Data Start Marker

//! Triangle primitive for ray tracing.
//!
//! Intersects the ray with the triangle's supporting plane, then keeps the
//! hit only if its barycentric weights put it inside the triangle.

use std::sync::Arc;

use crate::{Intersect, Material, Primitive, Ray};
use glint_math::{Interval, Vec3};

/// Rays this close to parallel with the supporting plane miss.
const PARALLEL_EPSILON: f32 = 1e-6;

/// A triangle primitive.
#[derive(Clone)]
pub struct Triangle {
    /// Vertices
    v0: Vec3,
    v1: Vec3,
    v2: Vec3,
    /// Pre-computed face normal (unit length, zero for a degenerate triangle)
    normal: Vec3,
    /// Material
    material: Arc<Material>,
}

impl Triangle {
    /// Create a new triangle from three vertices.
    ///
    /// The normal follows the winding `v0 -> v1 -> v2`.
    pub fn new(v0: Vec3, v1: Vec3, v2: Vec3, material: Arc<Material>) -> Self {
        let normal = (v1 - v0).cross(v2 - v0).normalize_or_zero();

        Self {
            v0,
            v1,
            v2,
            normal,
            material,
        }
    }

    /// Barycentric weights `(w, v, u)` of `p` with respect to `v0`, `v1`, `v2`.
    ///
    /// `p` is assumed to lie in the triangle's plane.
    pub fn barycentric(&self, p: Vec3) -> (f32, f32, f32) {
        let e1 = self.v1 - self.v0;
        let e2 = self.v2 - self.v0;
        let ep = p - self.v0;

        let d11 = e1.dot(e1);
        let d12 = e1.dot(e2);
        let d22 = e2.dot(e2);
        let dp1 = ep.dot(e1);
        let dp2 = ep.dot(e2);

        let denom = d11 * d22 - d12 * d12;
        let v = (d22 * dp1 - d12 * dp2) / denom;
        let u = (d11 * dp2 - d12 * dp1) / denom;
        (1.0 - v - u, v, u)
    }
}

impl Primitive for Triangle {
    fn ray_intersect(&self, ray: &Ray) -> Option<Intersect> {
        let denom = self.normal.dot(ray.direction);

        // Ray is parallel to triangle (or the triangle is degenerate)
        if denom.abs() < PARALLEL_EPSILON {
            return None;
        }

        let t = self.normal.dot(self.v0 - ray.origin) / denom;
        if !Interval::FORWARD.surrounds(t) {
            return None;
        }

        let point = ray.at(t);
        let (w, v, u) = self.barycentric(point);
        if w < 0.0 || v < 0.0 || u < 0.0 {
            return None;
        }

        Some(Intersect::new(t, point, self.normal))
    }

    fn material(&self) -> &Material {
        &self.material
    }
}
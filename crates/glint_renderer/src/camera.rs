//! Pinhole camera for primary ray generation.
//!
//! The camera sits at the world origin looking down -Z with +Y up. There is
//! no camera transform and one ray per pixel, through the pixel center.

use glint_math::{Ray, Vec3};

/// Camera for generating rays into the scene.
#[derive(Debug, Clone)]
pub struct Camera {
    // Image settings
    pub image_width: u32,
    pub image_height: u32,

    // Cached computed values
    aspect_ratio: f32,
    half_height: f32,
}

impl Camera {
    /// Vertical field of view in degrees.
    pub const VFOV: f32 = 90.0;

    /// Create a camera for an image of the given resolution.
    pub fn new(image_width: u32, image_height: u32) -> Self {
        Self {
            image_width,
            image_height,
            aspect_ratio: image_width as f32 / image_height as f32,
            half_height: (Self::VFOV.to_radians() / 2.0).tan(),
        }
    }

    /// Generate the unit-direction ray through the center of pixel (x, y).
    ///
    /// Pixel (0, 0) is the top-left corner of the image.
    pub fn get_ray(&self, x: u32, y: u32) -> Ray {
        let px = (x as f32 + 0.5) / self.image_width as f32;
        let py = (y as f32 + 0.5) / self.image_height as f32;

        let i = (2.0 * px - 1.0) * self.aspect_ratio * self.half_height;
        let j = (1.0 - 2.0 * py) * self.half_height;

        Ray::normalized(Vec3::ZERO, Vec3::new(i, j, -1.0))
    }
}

Data End Marker

**Brief**. Would you show all lines of the material above that contain the word "with"?

**Output for this task**.
//! Intersects the ray with the triangle's supporting plane, then keeps the
/// Rays this close to parallel with the supporting plane miss.
    /// Barycentric weights `(w, v, u)` of `p` with respect to `v0`, `v1`, `v2`.
//! The camera sits at the world origin looking down -Z with +Y up. There is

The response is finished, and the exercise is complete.